⟨
use std::convert::TryFrom;

use tracing::{debug, trace, warn};

use super::protocol::Fields;
use super::signal::{Event, LineState};
use super::types::{crc16, pid_check, Pid};
use super::BusConfig;

#[derive(Debug, Clone, Copy, PartialEq, Eq)]
enum State {
    /// Position within the KJKJKJ part of the sync field.
    AwaitingSync(u8),
    /// Final KK of the sync field, possibly merged with the first payload bits.
    SyncTail,
    Payload,
    Finalized,
}

#[derive(Debug, Clone, Copy, PartialEq, Eq)]
enum Level {
    J,
    K,
}

#[derive(Debug)]
struct StuffingViolation;

/// Bit-level receiver: unstuffs bits and assembles bytes LSB first.
#[derive(Debug, Clone, PartialEq)]
struct Receiver {
    level: Level,
    consecutive_ones: u8,
    shift_reg: u8,
    bit_count: u8,
}

impl Receiver {
    const MAX_ONES: u8 = 6;

    fn new() -> Self {
        Self {
            // the sync field ends on K, its last bit being a one
            level: Level::K,
            consecutive_ones: 1,
            shift_reg: 0,
            bit_count: 0,
        }
    }

    fn push(&mut self, bit: bool) -> Result<Option<u8>, StuffingViolation> {
        if bit {
            if self.consecutive_ones == Self::MAX_ONES {
                return Err(StuffingViolation);
            }
            self.consecutive_ones += 1;
            self.shift_reg = (self.shift_reg >> 1) | 0x80;
        } else {
            let stuffed = self.consecutive_ones == Self::MAX_ONES;
            self.consecutive_ones = 0;
            if stuffed {
                return Ok(None);
            }
            self.shift_reg >>= 1;
        }

        self.bit_count += 1;
        if self.bit_count == 8 {
            self.bit_count = 0;
            Ok(Some(std::mem::take(&mut self.shift_reg)))
        } else {
            Ok(None)
        }
    }
}

pub(crate) fn round_half_up(x: f64) -> u64 {
    (x + 0.5).floor() as u64
}

/// Number of bit periods covered by an event. Durations outside the window
/// allowed by the data rate tolerance are reported but still used.
pub(crate) fn bit_count(event: &Event, config: &BusConfig) -> u64 {
    let duration = event.duration();
    let n = round_half_up(duration / config.period_avg());

    let shortest = config.period_min * n as f64;
    let longest = config.period_max * n as f64 + config.rise_fall_max;
    if duration < shortest {
        warn!(
            "{} signal too short for {} bit(s) train, {:e} < {:e}",
            event, n, duration, shortest
        );
    } else if duration > longest {
        warn!(
            "{} signal too long for {} bit(s) train, {:e} > {:e}",
            event, n, duration, longest
        );
    }
    n
}

fn check_se0_duration(event: &Event, config: &BusConfig, what: &str) {
    if event.duration() < config.period_min {
        warn!("{} too short {}", event, what);
    } else if event.duration() > 3. * config.period_max {
        warn!("{} too long {}", event, what);
    }
}

/// A link-layer packet, from the first K of its sync field to its end of packet.
///
/// Protocol violations don't stop the decoding of the capture: they mark the
/// packet invalid and whatever was recovered stays available.
#[derive(Debug, Clone, PartialEq)]
pub struct Packet {
    pub events: Vec<Event>,
    pub bytes: Vec<u8>,
    /// Low nibble of the first byte, recorded even when it fails its check.
    pub pid: Option<u8>,
    pub is_keep_alive: bool,
    pub is_invalid: bool,
    /// CRC16 trailer carried by a data packet.
    pub crc: Option<u16>,
    /// CRC16 computed over the payload of a data packet.
    pub crc_expected: Option<u16>,
    pub fields: Option<Fields>,

    config: BusConfig,
    state: State,
    rx: Receiver,
}

impl Packet {
    fn new(config: &BusConfig, is_keep_alive: bool) -> Self {
        Self {
            events: Vec::new(),
            bytes: Vec::new(),
            pid: None,
            is_keep_alive,
            is_invalid: false,
            crc: None,
            crc_expected: None,
            fields: None,
            config: *config,
            state: State::AwaitingSync(0),
            rx: Receiver::new(),
        }
    }

    /// Starts a packet on the first K of a sync field.
    pub fn open(event: Event, config: &BusConfig) -> Self {
        let mut packet = Self::new(config, false);
        packet.feed(event);
        packet
    }

    /// Low-speed keep-alive: a lone end of packet on an idle bus.
    pub fn keep_alive(event: Event, config: &BusConfig) -> Self {
        check_se0_duration(&event, config, "keep-alive");
        let mut packet = Self::new(config, true);
        packet.events.push(event);
        packet.finalize();
        packet
    }

    pub fn is_finalized(&self) -> bool {
        self.state == State::Finalized
    }

    pub fn kind(&self) -> Option<Pid> {
        self.pid.and_then(|pid| Pid::try_from(pid).ok())
    }

    pub fn pid_name(&self) -> Option<&'static str> {
        self.kind().map(Pid::name)
    }

    /// Bytes following the PID, without the CRC16 trailer of data packets.
    pub fn payload(&self) -> &[u8] {
        let end = if self.kind().map_or(false, Pid::is_data) {
            self.bytes.len().saturating_sub(2)
        } else {
            self.bytes.len()
        };
        self.bytes.get(1..end).unwrap_or(&[])
    }

    pub fn start_time(&self) -> f64 {
        self.events.first().map_or(f64::NAN, |e| e.start_time)
    }

    pub fn end_time(&self) -> f64 {
        self.events.last().map_or(f64::NAN, |e| e.end_time)
    }

    pub fn duration(&self) -> f64 {
        self.end_time() - self.start_time()
    }

    pub fn feed(&mut self, event: Event) {
        if self.is_finalized() {
            debug!("{} ignored: packet already finalized", event);
            return;
        }
        self.events.push(event);

        match event.state {
            LineState::Reset => {
                warn!("{} reset in the middle of packet", event);
                self.is_invalid = true;
                self.finalize();
                return;
            }
            LineState::SE0 => {
                check_se0_duration(&event, &self.config, "EOP");
                if self.state != State::Payload && !self.is_invalid {
                    warn!("{} end of packet within the sync pattern", event);
                    self.is_invalid = true;
                }
                self.finalize();
                return;
            }
            LineState::SE1 => {
                warn!("{} unexpected SE1 within packet", event);
                self.is_invalid = true;
                self.finalize();
                return;
            }
            _ => {}
        }

        // out of sync: keep the events for inspection only
        if self.is_invalid {
            return;
        }

        match self.state {
            State::AwaitingSync(position) => self.process_sync(position, &event),
            State::SyncTail => self.process_sync_tail(&event),
            State::Payload => {
                let n = bit_count(&event, &self.config);
                if n == 0 {
                    warn!("{} glitch shorter than half a bit ignored", event);
                    return;
                }
                // an idle bus is a long J
                let level = if event.state == LineState::K {
                    Level::K
                } else {
                    Level::J
                };
                self.add_bits(level, n, &event);
            }
            State::Finalized => unreachable!(),
        }
    }

    fn process_sync(&mut self, position: u8, event: &Event) {
        let expected = if position % 2 == 0 {
            LineState::K
        } else {
            LineState::J
        };
        if event.state != expected {
            warn!(
                "{} wrong sync pattern, expected {}, have {}",
                event, expected, event.state
            );
            self.is_invalid = true;
            return;
        }

        let n = bit_count(event, &self.config);
        if n != 1 {
            warn!("{} expected one sync bit, have {}", event, n);
            self.is_invalid = true;
            return;
        }

        self.state = if position == 5 {
            State::SyncTail
        } else {
            State::AwaitingSync(position + 1)
        };
    }

    fn process_sync_tail(&mut self, event: &Event) {
        if event.state != LineState::K {
            warn!(
                "{} wrong sync pattern, expected K, have {}",
                event, event.state
            );
            self.is_invalid = true;
            return;
        }

        let n = bit_count(event, &self.config);
        if n < 2 {
            warn!("{} expected at least two bits ending the sync", event);
            self.is_invalid = true;
            return;
        }

        self.state = State::Payload;
        if n > 2 {
            // NRZI merged the first payload ones into the sync's last K
            self.add_bits(Level::K, n - 2, event);
        }
    }

    /// NRZI: a level change is a zero, every other bit period a one.
    fn add_bits(&mut self, level: Level, n: u64, event: &Event) {
        let mut ones = n;
        if level != self.rx.level {
            self.rx.level = level;
            ones -= 1;
            if !self.push_bit(false, event) {
                return;
            }
        }
        for _ in 0..ones {
            if !self.push_bit(true, event) {
                return;
            }
        }
    }

    fn push_bit(&mut self, bit: bool, event: &Event) -> bool {
        match self.rx.push(bit) {
            Ok(Some(byte)) => {
                trace!("{} byte {:02x}", event, byte);
                self.bytes.push(byte);
                true
            }
            Ok(None) => true,
            Err(StuffingViolation) => {
                warn!("{} stuff error", event);
                self.is_invalid = true;
                false
            }
        }
    }

    /// Closes the packet and checks PID and CRC. Calling it again does nothing.
    pub fn finalize(&mut self) {
        if self.is_finalized() {
            return;
        }
        self.state = State::Finalized;
        if self.is_keep_alive {
            return;
        }

        if self.rx.bit_count != 0 {
            warn!(
                "[{:.9}] packet byte truncated, {} bit(s) pending",
                self.end_time(),
                self.rx.bit_count
            );
            self.is_invalid = true;
        }

        let first = match self.bytes.first() {
            Some(&first) => first,
            None => {
                if !self.is_invalid {
                    warn!("[{:.9}] packet without PID", self.start_time());
                    self.is_invalid = true;
                }
                return;
            }
        };
        self.pid = Some(first & 0x0F);
        if self.is_invalid {
            return;
        }

        if !pid_check(first) {
            warn!(
                "[{:.9}] PID verification failed, {:#04x}",
                self.start_time(),
                first
            );
            self.is_invalid = true;
            return;
        }

        if self.kind().map_or(false, Pid::is_data) {
            let len = self.bytes.len();
            if len < 3 {
                warn!(
                    "[{:.9}] data packet too short to hold a CRC16, {} byte(s)",
                    self.start_time(),
                    len
                );
                self.is_invalid = true;
                return;
            }

            let expected = crc16(&self.bytes[1..len - 2]);
            let crc = u16::from_be_bytes([self.bytes[len - 2], self.bytes[len - 1]]);
            self.crc = Some(crc);
            self.crc_expected = Some(expected);
            if crc != expected {
                warn!(
                    "[{:.9}] wrong CRC, have {:04x}, should be {:04x}",
                    self.start_time(),
                    crc,
                    expected
                );
                self.is_invalid = true;
            }
        }
    }
}

pub struct PacketIterator<T> {
    it: T,
    config: BusConfig,
    current: Option<Packet>,
}

impl<T> Iterator for PacketIterator<T>
where
    T: Iterator<Item = Event>,
{
    type Item = Packet;
    fn next(&mut self) -> Option<Self::Item> {
        loop {
            let event = match self.it.next() {
                Some(event) => event,
                None => {
                    return self.current.take().map(|mut packet| {
                        packet.finalize();
                        packet
                    })
                }
            };

            match self.current.as_mut() {
                Some(packet) => {
                    packet.feed(event);
                    if packet.is_finalized() {
                        return self.current.take();
                    }
                }
                None => match event.state {
                    LineState::K => self.current = Some(Packet::open(event, &self.config)),
                    LineState::SE0 => return Some(Packet::keep_alive(event, &self.config)),
                    LineState::Reset => debug!("{} bus reset", event),
                    LineState::SE1 => warn!("{} unexpected SE1 on idle bus", event),
                    LineState::J | LineState::Idle | LineState::Unknown => {}
                },
            }
        }
    }
}

impl<T> PacketIterator<T> {
    pub fn new(input: T, config: &BusConfig) -> Self {
        Self {
            it: input,
            config: *config,
            current: None,
        }
    }
}

pub trait PacketIteratorExt: Sized {
    fn into_packets(self, config: &BusConfig) -> PacketIterator<Self> {
        PacketIterator::new(self, config)
    }
}
impl<T> PacketIteratorExt for T where T: Iterator<Item = Event> {}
⟩
● **Exercise objective**: Filtering the entries above by the word "AwaitingSync", copy each line that matches.

● **Task result**:
    AwaitingSync(u8),
            state: State::AwaitingSync(0),
            State::AwaitingSync(position) => self.process_sync(position, &event),
            State::AwaitingSync(position + 1)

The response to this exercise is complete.